True value can only be defined at the level of the individual. It arises from the meaning and importance a person attributes to something from within themselves, not from any external price tag or monetary label.
Money is simply a practical tool. Its purpose is to make the exchange of value easier when direct barter or exchange – trading goods, services, or labour – is not possible or convenient.
Money is a facilitator. Not the source of value itself.
In reality, people are the economy.
People are the reason the economy exists, the purpose behind it, and the driving force within it.
Every meaningful economic activity begins and ends with human needs, human choices, and human wellbeing.
With this understanding, the LEGS interpretation of economy can be defined as follows:
Economy is the collective presence, activity, and contribution of people working together to provide and supply all the goods, services, and forms of support that are essential for every individual within a community to live well.
Its purpose is to ensure that no person experiences need or scarcity severe enough to undermine the natural state of abundance – a condition in which all basic and essential needs are reliably met.
In this state of abundance, individuals are freed from the pressures of deprivation or want, allowing them to experience a form of personal freedom that is not compromised by the struggle to secure the necessities of life.
Thus, the economy is not merely a system of production and exchange, but a shared human effort to sustain the conditions that make genuine freedom, well‑being and the experience of Personal Sovereignty possible for all.
Summary
These pages challenge the prevailing money-centred worldview, revealing how economic language and policy have often placed monetary value above human wellbeing.
They expose the myths that underpin this system – especially the illusion that real power and value exist outside the individual – and highlight the moral costs of excess and manufactured scarcity.
The Local Economy & Governance System (LEGS) offers a transformative blueprint: it redefines the economy as a collective human effort, focused on meeting essential needs and fostering abundance, justice, and personal sovereignty.

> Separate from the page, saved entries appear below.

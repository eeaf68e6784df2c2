//! Error types for token encoding, decoding, and validation.
//!
//! Every variant is a terminal, reported outcome. Nothing here is used for
//! control flow elsewhere in the system; the coordinator translates these
//! one-to-one into typed check-in rejections.

use chrono::Duration;
use thiserror::Error;

use crate::event::EventId;

use super::types::SecurityLevel;

/// Errors produced while decoding or validating a check-in token.
#[derive(Error, Debug, Clone, PartialEq, Eq)]
pub enum TokenError {
    /// The payload's structural shape is wrong: not JSON, a broken URI
    /// wrapper, or fields of the wrong type.
    #[error("malformed payload: {0}")]
    MalformedPayload(String),

    /// A required field is absent from the payload.
    #[error("missing field: {0}")]
    MissingField(&'static str),

    /// The security level string is not a recognized tier. Fails closed:
    /// configuration mistakes surface to operators instead of silently
    /// degrading to a lax policy.
    #[error("unknown security level: {0}")]
    UnknownSecurityLevel(String),

    /// Token age exceeds the TTL for its security level.
    #[error("token expired: age {age_ms} ms exceeds ttl {ttl_ms} ms")]
    Expired {
        /// Token age at validation time, in milliseconds.
        age_ms: i64,
        /// Allowed TTL for the token's security level, in milliseconds.
        ttl_ms: i64,
    },

    /// Token claims an issuance instant in the future (clock skew or
    /// tampering).
    #[error("token issued {skew_ms} ms in the future")]
    FutureIssued {
        /// How far ahead of the validation clock the token claims to be.
        skew_ms: i64,
    },

    /// Token belongs to a different event.
    #[error("token is for event {actual}, expected {expected}")]
    WrongEvent {
        /// The event the validator was asked to check against.
        expected: EventId,
        /// The event the token names.
        actual: EventId,
    },

    /// Token was issued under a different security tier than the event is
    /// configured with. Operator-facing, like a policy misconfiguration.
    #[error("token security level {actual} does not match event level {expected}")]
    SecurityLevelMismatch {
        /// The event's configured tier.
        expected: SecurityLevel,
        /// The tier the token claims.
        actual: SecurityLevel,
    },

    /// The integrity value is malformed or its MAC does not verify.
    #[error("token integrity check failed")]
    Forged,
}

impl TokenError {
    /// Builds an [`TokenError::Expired`] from durations.
    #[must_use]
    pub fn expired(age: Duration, ttl: Duration) -> Self {
        Self::Expired {
            age_ms: age.num_milliseconds(),
            ttl_ms: ttl.num_milliseconds(),
        }
    }
}

/// Result type alias for token operations.
pub type Result<T> = std::result::Result<T, TokenError>;
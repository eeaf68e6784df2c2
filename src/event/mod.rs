//! Event model and lookup.
//!
//! An [`Event`] is the read-only record a check-in is verified against:
//! venue location and classification (which drive the proximity gate),
//! security level (which drives token rotation), and the schedule window.
//! Events are created and updated by an external event-management
//! collaborator; this core only resolves them through [`EventDirectory`].

pub mod directory;
pub mod error;
pub mod types;

pub use directory::{EventDirectory, InMemoryEventDirectory};
pub use error::EventError;
pub use types::{Event, EventId};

True value, as argued here, arises from within each person – not from external price tags or monetary labels.
Money is a facilitator, not the source of value itself.
By placing human needs, freedom, and wellbeing at the heart of economic life, The Local Economy & Governance System envisions an economy where no individual suffers deprivation, and everyone is empowered to live well.
The path forward is one of re-examining our assumptions, recognising the moral imperative to share resources fairly, and building systems that sustain genuine freedom and wellbeing for all.